Late Fall on the Columbia River

There was a break in the weather this weekend, so we decided to get the boat out of the garage and head out on the Columbia River to do some catch and release sturgeon fishing.   Two wonderful friends, Justin and Bob, met me at the house on Saturday morning and off we went.  Once the boat was in the water, I headed north (down river), about 3 miles, got anchored up, and the lines in the water.

Justin's first sturgeon

Justin’s first sturgeon

It wasn’t long until we started getting bites and Justin got hooked into a nice size fish.  If you have never had one on the line, it can be quite an experience as they pull really hard and can take a lot of line in a hurry.  After a good fight, we were able to get it into the boat and took a few pictures then back in the water.  There were a lot of high fives and smiles to go around.  I got the lines back in the water and we waited.  After a good hour or so with not even a sniff, I decided we needed to move to a different location.  We pulled the anchor and moved upriver about a half mile and got the lines back in the water.  Almost immediately the bites began to come again and Bob was able to hook into another great fish…

Look at the smile!

Look at the smile!

As Bob was fighting his fish, I picked up one of the other rods to get it into the boat, and hooked another fish! It was chaos for 10 minutes or so as we danced around each other trying to keep the lines from tangling.  I got my fish to the boat first and released so I could concentrate on helping Bob get his in.  The picture above says it all!  It wasn’t 15 minutes later, and the rain starting coming in, so we pulled the anchor and headed back to the house.  My beautiful wife had a big pot of soup ready for us when we got home.  A great day for sure.

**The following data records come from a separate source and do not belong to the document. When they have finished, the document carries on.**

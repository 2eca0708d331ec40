//! Property tests for the assertion catalog

use chrono::{Duration, TimeZone, Utc};
use deepcheck::{
    contains, equal, is_absent, is_equal, not_contains, not_equal, within_duration, Inspect,
    Recorder,
};
use proptest::prelude::*;

fn failed_equal<E: Inspect, A: Inspect>(expected: E, actual: A) -> bool {
    let mut t = Recorder::new();
    equal(&mut t, expected, actual, &[]);
    t.failed
}

fn failed_not_equal<E: Inspect, A: Inspect>(expected: E, actual: A) -> bool {
    let mut t = Recorder::new();
    not_equal(&mut t, expected, actual, &[]);
    t.failed
}

proptest! {
    #[test]
    fn equality_is_reflexive(
        numbers in proptest::collection::vec(any::<i64>(), 0..8),
        words in proptest::collection::vec(".*", 0..4),
        flag in any::<bool>(),
    ) {
        let value = (numbers, words, flag);
        prop_assert!(is_equal(&value.inspect_value(), &value.inspect_value()));
        prop_assert!(!failed_equal(&value, &value));
    }

    #[test]
    fn equal_and_not_equal_are_complementary(
        a in proptest::collection::vec(0u8..4, 0..4),
        b in proptest::collection::vec(0u8..4, 0..4),
    ) {
        prop_assert_ne!(failed_equal(&a, &b), failed_not_equal(&a, &b));
        prop_assert_eq!(failed_equal(&a, &b), a != b);
    }

    #[test]
    fn integers_compare_across_widths(n in any::<i32>()) {
        prop_assert!(!failed_equal(n, i64::from(n)));
        prop_assert_eq!(failed_equal(n, n as u32), n < 0);
    }

    #[test]
    fn absence_holds_only_for_unset_values(
        items in proptest::option::of(proptest::collection::vec(any::<u16>(), 0..4)),
    ) {
        prop_assert_eq!(is_absent(&items.inspect_value()), items.is_none());
    }

    #[test]
    fn timing_tolerance_is_symmetric(
        offset_ms in -10_000i64..10_000,
        tolerance_ms in 0i64..10_000,
    ) {
        let goal = Utc.with_ymd_and_hms(2024, 1, 1, 0, 0, 0).unwrap();
        let tolerance = Duration::milliseconds(tolerance_ms);
        let offset = Duration::milliseconds(offset_ms);

        let mut later = Recorder::new();
        within_duration(&mut later, tolerance, goal, goal + offset, &[]);
        let mut earlier = Recorder::new();
        within_duration(&mut earlier, tolerance, goal, goal - offset, &[]);

        prop_assert_eq!(later.failed, earlier.failed);
        prop_assert_eq!(later.failed, offset_ms.abs() > tolerance_ms);
    }

    #[test]
    fn containment_is_literal(
        prefix in "[a-z.*]{0,6}",
        needle in "[a-z.*]{0,6}",
        suffix in "[a-z.*]{0,6}",
    ) {
        let haystack = format!("{prefix}{needle}{suffix}");

        let mut t = Recorder::new();
        contains(&mut t, &needle, &haystack, &[]);
        prop_assert!(t.passed());

        let mut t = Recorder::new();
        not_contains(&mut t, &needle, &haystack, &[]);
        prop_assert!(t.failed);
    }
}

Evening colors on the river

Evening colors on the river


Sunday morning, Diane and I got up, had a nice breakfast and decided that the weather was still too nice not to go fishing.  We loaded up the boat and Abby and headed out to the same place as I had gone yesterday.  As we traveled down river,  Abby ran from one end of the boat to the other in excitement and Diane and I looked at each other with a big smile on our faces- it was going to be a good day even if we didn’t catch any fish.  Twenty minutes later, I got the boat into position, the anchor down, and our lines in the water.  There wasn’t even time to get a beer opened before Diane had a heavy fish on the end of her line…..

bending the rod

bending the rod

keeping the line tight!  Great job!

keeping the line tight! Great job!


Fifteen minutes later, the fish was in the boat and a big smile on her face…

beautiful fish and day

beautiful fish and day


I hooked up just a little later…

my sturgeon

my sturgeon


We spent another couple hours on the water watching the river go by and decided to call it a day.  There is nothing like two great fall days spent with wonderful friends and family on the river…..


Tight Lines..






Trolling for Kokanee

Trolling for Kokanee

Last Sunday, Diane and I took our little boat up to Lake Merwin to try our hand at kokanee fishing.  We had never fished for them before, but after reading a couple of blog posts and watching a fishing show on Saturday night, we decided to give it a try.  I put the boat on the hitch and we enjoyed the scenery on the 30 minute drive up the Lewis River on the way to our destination.  Once there, we got the boat in the water and headed out across the smooth surface.

calm day on the water

calm day on the water

I got the poles rigged and into the depths. To both of our surprise,  it was only about 10 minutes till we had the first one on and into the boat.  Great start to a great day!  From there however, not another nibble was seen and I spent a lot of time untangling lines.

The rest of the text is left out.